Slim heads out to the barn to fix his mule's foot, and George remains to talk to Whit. They talk about Curley's wife, how flirtatious she is and how likely it is she'll cause trouble. Whit suggests George come with them to Susy's place to let off a little steam. Susy runs a brothel where men can come and drink or have sex for a reasonable price. George resists this temptation, and says he might come along, just for a drink, because he doesn't have much to spend.
Lennie and Carlson come back from the barn, and Carlson starts to clean his gun. When the barrel snaps, Candy turns around, smarting at this insensitivity. Then Curley bursts in, asking again if anyone has seen his wife. Slim isn't around and Curley, instantly suspicious, thinks Slim is with his wife. Curley storms off to the barn. Whit is expecting a fight, so he and Carlson head over to the barn. Lennie, George, and Candy stay behind.
George asks Lennie if he saw Curley's wife out in the barn, but he didn't. George complains again about how much trouble Curley's wife is, and states his belief that men should just go to a brothel and get it out of their system. He reminds Lennie about Andy Cushman as proof of the trouble seductive women can cause. Andy was a childhood friend who ended up in prison because of a woman. Lennie isn't interested, though. He asks George how long until they get their place with the rabbits. George tells Lennie again about an idyllic future home-ten acres with orchards, salmon in the river, their own animals to eat-total self-sufficiency. They will have a house with a stove and room for friends, and plenty of space for Lennie's rabbits. Lennie and George are startled when Candy breaks into the conversation. He asks where a place like that is, and how much it costs. Candy reveals to the men he has some money saved up, partly from the accident that severed his hand. He asks George if he could come with them. George thinks carefully before letting another person into their plan, but he agrees. In amazement they realize that with Candy's money, they could be there by the end of the month!
Candy explains to George why he needs a place like theirs:
"You seen what they done to my dog tonight? They says he wasn't no good to himself nor nobody else. When they can me here I wisht somebody'd shoot me. But they won't do nothing like that. I won't have no place to go, an' I can't get no more jobs." Chapter 3, pg. 60
The three are very excited now at the prospect that in one month they can have their dream. George will write to the people who own the farm and tell them they'll take it.
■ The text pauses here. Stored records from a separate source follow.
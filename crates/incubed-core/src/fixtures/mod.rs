//! Deterministic chains and proofs for tests. Enabled for this crate's own
//! tests and, through the `test-fixtures` feature, for downstream crates.
//!
//! Fixture builders panic on internal inconsistencies; they only ever run
//! under test.

pub mod btc;
pub mod eth;
use incubed_core::{ErrorKind, RpcError, VerifyError};
use thiserror::Error;

/// Why a request did not produce a verified result.
#[derive(Clone, Debug, Error, PartialEq)]
pub enum ClientError {
    /// The response could not be verified by any node asked.
    #[error(transparent)]
    Verification(#[from] VerifyError),
    /// The node answered with an error the caller caused, e.g. a reverted
    /// transaction. Passed on verbatim.
    #[error("{message}")]
    Rpc { code: i64, message: String },
    #[error("invalid configuration: {0}")]
    Config(String),
    #[error("no node available for chain 0x{chain_id:x}")]
    NoNodes { chain_id: u64 },
    #[error("request took longer than {0}s")]
    Timeout(u64),
    #[error("Transport error: {0}")]
    Transport(String),
}

impl ClientError {
    pub fn kind(&self) -> ErrorKind {
        match self {
            ClientError::Verification(e) => e.kind,
            ClientError::Rpc { .. } => ErrorKind::Unsupported,
            ClientError::Config(_) => ErrorKind::Config,
            ClientError::NoNodes { .. } => ErrorKind::Config,
            ClientError::Timeout(_) => ErrorKind::Timeout,
            ClientError::Transport(_) => ErrorKind::Transport,
        }
    }

    /// JSON-RPC error object handed to the caller.
    pub fn to_rpc_error(&self) -> RpcError {
        let code = match self {
            ClientError::Rpc { code, .. } => *code,
            ClientError::Config(_) | ClientError::NoNodes { .. } => -32602,
            _ => -32000,
        };
        RpcError {
            code,
            message: self.to_string(),
            data: None,
        }
    }
}

impl From<RpcError> for ClientError {
    fn from(e: RpcError) -> Self {
        ClientError::Rpc {
            code: e.code,
            message: e.message,
        }
    }
}

#[cfg(test)]
mod tests {
    use super::*;

    #[test]
    fn test_kinds() {
        assert_eq!(
            ClientError::from(VerifyError::invalid("bad")).kind(),
            ErrorKind::ProofInvalid
        );
        assert_eq!(ClientError::Timeout(5).kind(), ErrorKind::Timeout);
        assert_eq!(ClientError::NoNodes { chain_id: 1 }.kind(), ErrorKind::Config);
    }

    #[test]
    fn test_rpc_error_is_verbatim() {
        let err = ClientError::from(RpcError {
            code: 3,
            message: "execution reverted".into(),
            data: None,
        });
        assert_eq!(err.to_string(), "execution reverted");
        assert_eq!(err.to_rpc_error().code, 3);
        let err = ClientError::from(VerifyError::invalid("Wrong Transaction root"));
        assert_eq!(err.to_rpc_error().message, "Wrong Transaction root");
        assert_eq!(err.to_rpc_error().code, -32000);
    }
}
Slim, Curley, Carlson and Whit come into the bunkhouse. Slim and Curley are arguing. Carlson and Candy each insult Curley and his wife. But what infuriates Curley is when he looks over at Lennie and sees him smiling. Lennie is still happy from the memory of their farm, and has not noticed the commotion in the bunkhouse. But Curley thinks Lennie is laughing at him, thinking him a coward. Defiantly Curley attacks Lennie, slashing at his face as Lennie tries to shield himself. Lennie does not fight back. After repeated urging from George, Lennie takes Curley's hand in his, crushing it. Curley immediately goes pale and the men try to make Lennie to let go. When Lennie does, Curley's hand is hurt badly. George anxiously asks Slim if they'll be fired now. Slim has a plan. He tells Curley that if he doesn't want everyone to laugh at him, he better just say he got his hand caught in a machine. Curley agrees, and is lead away to the hospital.
Slim looks at Lennie, awestruck of his strength. George finds himself defending Lennie again, saying he was scared and confused. Lennie wants to know if he can still tend the rabbits. George reassures him that he didn't do anything wrong, just what he was told to do, and that everything will be okay. He sends Lennie to wash up his bleeding face.